GIVEN INFORMATION Block Start

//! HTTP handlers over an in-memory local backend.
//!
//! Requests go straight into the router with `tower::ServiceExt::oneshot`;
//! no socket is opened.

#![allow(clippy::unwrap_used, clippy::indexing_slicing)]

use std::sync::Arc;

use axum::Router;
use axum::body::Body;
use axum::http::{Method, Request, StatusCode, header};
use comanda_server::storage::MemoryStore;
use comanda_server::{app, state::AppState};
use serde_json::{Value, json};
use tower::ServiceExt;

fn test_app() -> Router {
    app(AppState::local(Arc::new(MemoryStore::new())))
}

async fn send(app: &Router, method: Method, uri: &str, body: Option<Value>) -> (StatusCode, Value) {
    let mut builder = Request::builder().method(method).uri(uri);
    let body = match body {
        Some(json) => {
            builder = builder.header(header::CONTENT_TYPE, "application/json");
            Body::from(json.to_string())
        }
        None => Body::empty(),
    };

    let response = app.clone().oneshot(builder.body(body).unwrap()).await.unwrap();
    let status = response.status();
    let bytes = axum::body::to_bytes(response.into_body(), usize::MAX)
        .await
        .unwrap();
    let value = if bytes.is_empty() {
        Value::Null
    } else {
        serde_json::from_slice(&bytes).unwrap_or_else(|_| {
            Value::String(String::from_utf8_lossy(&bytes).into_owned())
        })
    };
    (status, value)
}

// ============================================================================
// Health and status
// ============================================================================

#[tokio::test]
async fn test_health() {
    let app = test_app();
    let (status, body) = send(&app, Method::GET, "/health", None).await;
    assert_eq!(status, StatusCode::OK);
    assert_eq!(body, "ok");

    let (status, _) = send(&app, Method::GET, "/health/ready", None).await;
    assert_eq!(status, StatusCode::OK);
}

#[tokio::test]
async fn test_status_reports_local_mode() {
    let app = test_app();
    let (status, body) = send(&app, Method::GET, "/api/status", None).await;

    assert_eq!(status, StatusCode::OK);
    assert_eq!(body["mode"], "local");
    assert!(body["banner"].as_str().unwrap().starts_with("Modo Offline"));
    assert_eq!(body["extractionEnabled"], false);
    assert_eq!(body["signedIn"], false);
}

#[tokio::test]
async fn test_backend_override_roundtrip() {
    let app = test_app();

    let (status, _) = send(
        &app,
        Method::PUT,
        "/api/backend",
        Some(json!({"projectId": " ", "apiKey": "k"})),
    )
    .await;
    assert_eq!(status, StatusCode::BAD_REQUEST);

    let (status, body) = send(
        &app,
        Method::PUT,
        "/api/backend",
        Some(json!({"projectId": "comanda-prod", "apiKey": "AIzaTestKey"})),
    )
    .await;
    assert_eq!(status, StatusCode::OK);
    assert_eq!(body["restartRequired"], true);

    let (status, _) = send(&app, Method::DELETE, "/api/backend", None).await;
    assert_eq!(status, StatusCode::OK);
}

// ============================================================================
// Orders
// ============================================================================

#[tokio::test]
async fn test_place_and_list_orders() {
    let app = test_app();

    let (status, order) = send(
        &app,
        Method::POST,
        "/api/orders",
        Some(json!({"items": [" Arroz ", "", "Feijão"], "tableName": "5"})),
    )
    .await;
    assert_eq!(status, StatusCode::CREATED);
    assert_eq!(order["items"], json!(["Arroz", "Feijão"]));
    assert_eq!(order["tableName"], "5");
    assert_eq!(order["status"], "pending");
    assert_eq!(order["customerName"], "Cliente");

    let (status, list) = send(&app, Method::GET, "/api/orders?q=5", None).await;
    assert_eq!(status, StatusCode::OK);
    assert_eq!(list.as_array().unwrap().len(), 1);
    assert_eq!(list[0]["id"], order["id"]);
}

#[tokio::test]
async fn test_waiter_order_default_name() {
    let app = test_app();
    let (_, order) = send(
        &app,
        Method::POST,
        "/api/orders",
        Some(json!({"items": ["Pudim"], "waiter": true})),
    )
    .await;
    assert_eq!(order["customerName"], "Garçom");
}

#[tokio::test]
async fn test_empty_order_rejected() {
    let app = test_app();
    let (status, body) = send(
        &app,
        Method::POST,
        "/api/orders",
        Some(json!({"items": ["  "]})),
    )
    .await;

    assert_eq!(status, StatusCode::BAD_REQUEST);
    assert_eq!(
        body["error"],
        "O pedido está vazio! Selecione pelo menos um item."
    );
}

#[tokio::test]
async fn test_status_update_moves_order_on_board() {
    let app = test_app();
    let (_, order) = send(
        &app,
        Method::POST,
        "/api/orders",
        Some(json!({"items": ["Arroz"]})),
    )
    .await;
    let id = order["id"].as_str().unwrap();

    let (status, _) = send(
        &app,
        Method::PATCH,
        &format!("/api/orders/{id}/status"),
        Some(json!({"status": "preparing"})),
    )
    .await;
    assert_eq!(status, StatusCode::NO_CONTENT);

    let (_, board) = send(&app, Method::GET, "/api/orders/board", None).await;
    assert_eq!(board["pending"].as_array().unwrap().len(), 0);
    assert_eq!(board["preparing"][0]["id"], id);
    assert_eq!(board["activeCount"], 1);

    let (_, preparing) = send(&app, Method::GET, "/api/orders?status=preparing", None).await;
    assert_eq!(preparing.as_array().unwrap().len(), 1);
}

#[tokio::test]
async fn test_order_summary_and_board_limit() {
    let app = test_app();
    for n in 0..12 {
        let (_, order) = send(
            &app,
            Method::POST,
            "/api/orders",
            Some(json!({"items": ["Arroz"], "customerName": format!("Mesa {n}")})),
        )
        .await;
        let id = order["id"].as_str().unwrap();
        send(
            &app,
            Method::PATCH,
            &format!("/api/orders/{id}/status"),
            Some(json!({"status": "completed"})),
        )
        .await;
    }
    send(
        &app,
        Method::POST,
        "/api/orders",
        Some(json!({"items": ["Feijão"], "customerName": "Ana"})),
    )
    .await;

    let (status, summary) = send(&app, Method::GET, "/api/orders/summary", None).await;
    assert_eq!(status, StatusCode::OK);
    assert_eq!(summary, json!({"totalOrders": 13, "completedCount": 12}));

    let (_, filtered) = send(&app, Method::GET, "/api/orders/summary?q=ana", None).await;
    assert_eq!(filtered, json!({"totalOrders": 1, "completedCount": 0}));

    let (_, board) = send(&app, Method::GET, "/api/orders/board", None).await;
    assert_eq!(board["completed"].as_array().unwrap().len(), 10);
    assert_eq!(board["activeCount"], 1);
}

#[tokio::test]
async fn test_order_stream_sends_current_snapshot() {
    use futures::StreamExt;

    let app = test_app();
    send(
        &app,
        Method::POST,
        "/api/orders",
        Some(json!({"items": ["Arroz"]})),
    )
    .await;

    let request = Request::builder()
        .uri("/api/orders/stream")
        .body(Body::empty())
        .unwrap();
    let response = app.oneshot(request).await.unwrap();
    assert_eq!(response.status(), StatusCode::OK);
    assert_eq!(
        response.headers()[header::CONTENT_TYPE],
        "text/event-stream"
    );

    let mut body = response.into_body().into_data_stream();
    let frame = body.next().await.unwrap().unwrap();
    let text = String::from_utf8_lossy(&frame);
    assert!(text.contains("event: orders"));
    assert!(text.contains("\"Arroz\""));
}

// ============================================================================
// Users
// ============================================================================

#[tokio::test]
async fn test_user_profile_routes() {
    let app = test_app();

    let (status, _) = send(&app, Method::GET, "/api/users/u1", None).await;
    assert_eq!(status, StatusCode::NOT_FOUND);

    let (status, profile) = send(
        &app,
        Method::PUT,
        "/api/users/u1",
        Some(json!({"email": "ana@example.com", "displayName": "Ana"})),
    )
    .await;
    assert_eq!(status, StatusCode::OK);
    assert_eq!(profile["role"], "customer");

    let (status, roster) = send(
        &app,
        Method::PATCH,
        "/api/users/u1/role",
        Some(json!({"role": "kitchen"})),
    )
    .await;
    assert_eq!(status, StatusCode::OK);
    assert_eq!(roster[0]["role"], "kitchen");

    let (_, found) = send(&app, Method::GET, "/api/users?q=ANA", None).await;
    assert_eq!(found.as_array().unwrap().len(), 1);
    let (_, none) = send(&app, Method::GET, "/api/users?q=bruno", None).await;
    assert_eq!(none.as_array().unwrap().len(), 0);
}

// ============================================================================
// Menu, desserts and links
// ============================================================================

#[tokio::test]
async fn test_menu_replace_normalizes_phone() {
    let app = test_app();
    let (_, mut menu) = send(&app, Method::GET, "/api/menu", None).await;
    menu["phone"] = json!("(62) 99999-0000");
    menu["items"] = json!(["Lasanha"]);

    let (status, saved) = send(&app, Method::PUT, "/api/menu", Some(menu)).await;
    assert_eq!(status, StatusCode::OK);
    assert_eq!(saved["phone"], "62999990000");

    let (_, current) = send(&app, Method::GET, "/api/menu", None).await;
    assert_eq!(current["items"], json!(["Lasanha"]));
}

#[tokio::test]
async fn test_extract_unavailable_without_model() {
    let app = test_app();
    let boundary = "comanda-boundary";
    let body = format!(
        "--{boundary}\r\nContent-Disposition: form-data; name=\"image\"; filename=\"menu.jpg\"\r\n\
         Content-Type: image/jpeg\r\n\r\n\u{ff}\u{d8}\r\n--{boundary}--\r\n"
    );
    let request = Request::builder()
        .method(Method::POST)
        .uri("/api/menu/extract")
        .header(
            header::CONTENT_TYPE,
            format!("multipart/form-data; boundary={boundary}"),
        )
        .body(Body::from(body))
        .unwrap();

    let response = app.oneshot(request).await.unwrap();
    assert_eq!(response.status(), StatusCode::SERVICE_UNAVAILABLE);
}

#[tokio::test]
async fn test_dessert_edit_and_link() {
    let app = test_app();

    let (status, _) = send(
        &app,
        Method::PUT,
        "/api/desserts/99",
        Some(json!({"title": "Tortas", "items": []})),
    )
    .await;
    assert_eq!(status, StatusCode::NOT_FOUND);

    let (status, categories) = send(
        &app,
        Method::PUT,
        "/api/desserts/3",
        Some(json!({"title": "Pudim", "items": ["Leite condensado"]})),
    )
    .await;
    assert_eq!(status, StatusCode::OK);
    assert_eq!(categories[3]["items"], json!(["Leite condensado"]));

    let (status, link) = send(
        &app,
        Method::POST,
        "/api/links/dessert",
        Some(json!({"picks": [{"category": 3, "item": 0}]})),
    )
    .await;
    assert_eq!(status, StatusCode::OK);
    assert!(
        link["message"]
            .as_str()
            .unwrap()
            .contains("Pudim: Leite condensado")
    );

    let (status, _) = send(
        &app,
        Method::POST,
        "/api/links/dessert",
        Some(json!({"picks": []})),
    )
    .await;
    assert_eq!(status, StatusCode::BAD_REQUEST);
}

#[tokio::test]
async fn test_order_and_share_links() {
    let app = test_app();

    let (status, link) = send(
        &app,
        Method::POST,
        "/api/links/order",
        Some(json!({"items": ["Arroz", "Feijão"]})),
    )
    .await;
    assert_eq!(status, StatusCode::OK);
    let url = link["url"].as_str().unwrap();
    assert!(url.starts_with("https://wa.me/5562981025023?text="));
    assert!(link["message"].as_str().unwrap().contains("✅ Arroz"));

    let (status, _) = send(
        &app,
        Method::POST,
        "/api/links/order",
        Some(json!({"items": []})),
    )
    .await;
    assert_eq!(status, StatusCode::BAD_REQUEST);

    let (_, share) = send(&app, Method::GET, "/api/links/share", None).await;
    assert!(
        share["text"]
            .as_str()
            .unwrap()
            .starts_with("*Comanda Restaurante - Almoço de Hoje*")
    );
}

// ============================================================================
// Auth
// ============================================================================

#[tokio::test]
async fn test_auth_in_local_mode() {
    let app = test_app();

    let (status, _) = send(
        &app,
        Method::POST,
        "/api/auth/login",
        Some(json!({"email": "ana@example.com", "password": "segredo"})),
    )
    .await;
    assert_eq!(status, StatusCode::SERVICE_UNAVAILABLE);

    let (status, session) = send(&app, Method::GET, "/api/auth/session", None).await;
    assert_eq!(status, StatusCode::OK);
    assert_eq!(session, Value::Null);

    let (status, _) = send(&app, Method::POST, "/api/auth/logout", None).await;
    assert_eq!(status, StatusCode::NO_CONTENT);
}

GIVEN INFORMATION Block End

-- WORK ORDER --
Find and copy each line in the material above where the string "apiKey" occurs.

-- FINISHED TASK --
        Some(json!({"projectId": " ", "apiKey": "k"})),
        Some(json!({"projectId": "comanda-prod", "apiKey": "AIzaTestKey"})),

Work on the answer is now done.